Show every line below where "Lazy" appears.
*** Block opens ***
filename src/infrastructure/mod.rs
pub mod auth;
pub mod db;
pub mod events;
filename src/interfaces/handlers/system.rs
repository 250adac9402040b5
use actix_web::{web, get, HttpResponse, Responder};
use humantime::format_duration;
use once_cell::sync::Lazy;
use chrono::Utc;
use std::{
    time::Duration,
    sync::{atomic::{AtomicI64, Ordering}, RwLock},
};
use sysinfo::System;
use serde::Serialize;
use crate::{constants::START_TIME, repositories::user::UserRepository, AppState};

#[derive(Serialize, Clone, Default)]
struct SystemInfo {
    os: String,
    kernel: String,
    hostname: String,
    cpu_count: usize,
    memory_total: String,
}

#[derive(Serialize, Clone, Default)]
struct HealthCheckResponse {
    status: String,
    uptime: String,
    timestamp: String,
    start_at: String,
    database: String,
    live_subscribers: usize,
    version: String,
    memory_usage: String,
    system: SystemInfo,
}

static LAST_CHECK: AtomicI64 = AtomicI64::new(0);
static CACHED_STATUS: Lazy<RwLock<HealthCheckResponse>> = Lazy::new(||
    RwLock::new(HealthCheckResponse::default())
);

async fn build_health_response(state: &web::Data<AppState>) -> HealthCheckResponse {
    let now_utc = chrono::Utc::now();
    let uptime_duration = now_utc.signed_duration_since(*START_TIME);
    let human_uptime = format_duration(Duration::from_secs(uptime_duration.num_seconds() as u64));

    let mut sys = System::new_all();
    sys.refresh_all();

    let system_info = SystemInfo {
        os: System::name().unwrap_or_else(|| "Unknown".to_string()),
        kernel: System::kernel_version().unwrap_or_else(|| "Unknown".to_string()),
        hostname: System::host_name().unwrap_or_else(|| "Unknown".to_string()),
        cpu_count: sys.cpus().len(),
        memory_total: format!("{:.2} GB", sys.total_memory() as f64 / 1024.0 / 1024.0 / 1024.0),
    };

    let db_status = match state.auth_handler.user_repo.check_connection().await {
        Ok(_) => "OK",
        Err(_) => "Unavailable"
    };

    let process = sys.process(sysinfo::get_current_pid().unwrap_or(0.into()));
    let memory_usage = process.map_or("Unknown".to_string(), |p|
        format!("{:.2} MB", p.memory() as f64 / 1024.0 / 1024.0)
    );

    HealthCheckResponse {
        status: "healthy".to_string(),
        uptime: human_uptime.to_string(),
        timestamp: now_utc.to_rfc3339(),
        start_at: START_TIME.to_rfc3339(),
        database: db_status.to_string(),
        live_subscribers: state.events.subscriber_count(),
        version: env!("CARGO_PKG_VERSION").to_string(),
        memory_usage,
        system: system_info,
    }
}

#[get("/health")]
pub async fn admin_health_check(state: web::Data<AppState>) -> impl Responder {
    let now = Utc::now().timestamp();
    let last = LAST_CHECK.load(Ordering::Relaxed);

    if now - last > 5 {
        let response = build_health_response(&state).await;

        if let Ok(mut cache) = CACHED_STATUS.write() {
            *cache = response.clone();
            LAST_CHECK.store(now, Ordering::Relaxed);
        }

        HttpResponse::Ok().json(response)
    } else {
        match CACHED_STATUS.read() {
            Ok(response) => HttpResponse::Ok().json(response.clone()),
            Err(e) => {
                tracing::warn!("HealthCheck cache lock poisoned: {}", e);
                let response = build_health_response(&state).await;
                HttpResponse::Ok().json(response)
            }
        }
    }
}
*** Block closes ***
*** Block opens ***
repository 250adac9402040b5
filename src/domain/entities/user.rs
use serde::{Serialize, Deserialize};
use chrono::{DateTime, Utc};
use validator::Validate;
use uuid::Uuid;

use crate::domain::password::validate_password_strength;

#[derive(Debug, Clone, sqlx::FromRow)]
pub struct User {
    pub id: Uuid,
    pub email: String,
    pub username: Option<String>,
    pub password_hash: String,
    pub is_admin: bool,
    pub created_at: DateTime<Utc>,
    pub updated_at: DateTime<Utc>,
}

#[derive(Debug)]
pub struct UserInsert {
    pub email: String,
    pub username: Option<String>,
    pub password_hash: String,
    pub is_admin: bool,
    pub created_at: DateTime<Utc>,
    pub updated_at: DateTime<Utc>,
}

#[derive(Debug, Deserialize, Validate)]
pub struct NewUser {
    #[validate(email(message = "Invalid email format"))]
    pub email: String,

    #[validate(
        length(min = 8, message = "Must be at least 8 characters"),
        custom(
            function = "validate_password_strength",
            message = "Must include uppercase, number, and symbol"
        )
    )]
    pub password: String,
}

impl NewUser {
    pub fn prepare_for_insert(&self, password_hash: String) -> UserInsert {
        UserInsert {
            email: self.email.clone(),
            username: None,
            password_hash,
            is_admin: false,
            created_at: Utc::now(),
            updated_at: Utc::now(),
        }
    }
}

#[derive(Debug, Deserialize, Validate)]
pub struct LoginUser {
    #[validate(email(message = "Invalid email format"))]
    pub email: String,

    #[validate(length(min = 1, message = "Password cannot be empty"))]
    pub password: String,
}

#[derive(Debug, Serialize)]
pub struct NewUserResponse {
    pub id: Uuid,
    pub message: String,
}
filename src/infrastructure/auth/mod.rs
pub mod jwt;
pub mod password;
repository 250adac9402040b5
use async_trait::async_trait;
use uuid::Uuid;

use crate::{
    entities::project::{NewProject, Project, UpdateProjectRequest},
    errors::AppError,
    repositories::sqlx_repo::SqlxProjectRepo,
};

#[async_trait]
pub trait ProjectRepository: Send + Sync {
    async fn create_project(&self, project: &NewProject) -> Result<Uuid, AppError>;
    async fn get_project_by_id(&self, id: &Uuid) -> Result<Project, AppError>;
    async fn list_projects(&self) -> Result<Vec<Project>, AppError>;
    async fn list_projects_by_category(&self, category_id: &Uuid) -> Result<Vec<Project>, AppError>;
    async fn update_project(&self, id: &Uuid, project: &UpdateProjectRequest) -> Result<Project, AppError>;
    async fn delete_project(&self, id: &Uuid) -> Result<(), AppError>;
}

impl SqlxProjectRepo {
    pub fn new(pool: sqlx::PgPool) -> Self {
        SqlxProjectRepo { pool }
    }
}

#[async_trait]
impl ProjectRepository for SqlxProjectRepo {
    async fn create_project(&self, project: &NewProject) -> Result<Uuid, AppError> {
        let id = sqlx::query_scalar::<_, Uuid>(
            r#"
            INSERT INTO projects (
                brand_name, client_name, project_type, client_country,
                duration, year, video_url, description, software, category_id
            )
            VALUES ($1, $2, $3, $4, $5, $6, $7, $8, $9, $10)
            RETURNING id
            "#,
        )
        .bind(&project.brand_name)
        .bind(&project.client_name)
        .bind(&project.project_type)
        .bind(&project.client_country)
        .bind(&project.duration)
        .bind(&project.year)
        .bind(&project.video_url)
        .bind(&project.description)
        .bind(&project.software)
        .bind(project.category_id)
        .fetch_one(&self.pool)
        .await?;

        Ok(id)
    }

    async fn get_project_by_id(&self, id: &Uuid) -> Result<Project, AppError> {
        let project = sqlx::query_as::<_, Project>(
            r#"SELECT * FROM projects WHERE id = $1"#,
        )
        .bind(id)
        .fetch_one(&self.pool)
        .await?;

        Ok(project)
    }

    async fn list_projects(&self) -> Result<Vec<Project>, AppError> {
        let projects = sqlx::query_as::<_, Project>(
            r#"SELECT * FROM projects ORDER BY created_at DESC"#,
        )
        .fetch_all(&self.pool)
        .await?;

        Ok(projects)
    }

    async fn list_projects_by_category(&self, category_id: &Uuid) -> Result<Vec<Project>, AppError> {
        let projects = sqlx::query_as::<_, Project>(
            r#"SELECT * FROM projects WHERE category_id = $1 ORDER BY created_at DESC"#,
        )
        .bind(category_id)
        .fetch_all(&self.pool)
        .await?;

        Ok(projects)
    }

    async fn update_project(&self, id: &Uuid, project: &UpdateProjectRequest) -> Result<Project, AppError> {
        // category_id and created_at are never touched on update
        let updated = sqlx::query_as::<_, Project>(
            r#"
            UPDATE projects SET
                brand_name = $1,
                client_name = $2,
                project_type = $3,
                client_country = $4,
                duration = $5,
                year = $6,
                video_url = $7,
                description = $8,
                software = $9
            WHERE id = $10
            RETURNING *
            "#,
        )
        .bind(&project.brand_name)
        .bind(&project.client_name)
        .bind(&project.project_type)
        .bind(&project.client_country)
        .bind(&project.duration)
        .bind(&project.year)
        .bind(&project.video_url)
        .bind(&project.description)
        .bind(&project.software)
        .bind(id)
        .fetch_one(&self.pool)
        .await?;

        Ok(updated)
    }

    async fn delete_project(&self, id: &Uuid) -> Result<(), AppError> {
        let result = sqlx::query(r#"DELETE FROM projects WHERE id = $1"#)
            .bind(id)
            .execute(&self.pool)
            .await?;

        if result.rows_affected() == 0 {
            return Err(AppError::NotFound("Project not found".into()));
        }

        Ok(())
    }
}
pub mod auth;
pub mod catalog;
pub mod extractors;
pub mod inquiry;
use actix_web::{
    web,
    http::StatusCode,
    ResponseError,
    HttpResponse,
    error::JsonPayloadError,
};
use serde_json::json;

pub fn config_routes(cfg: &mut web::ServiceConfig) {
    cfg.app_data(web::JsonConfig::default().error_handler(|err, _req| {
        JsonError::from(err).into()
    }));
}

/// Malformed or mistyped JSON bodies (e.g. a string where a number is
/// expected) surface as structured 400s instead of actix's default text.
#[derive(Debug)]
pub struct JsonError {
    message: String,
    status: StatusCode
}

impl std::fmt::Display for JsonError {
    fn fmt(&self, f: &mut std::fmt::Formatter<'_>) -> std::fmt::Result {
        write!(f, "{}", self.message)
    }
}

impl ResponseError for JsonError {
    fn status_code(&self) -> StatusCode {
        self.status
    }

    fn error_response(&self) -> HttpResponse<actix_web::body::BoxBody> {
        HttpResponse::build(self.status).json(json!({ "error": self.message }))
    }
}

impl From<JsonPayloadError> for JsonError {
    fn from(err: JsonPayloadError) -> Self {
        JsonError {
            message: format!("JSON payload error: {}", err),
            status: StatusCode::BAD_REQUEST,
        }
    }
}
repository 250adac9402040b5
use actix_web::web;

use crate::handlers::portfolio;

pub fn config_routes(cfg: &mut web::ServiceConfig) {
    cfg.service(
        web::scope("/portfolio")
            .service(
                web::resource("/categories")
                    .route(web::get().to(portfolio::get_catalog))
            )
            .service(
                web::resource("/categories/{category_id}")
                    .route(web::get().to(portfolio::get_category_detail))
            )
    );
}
*** Block closes ***
> Reply
use once_cell::sync::Lazy;
static CACHED_STATUS: Lazy<RwLock<HealthCheckResponse>> = Lazy::new(||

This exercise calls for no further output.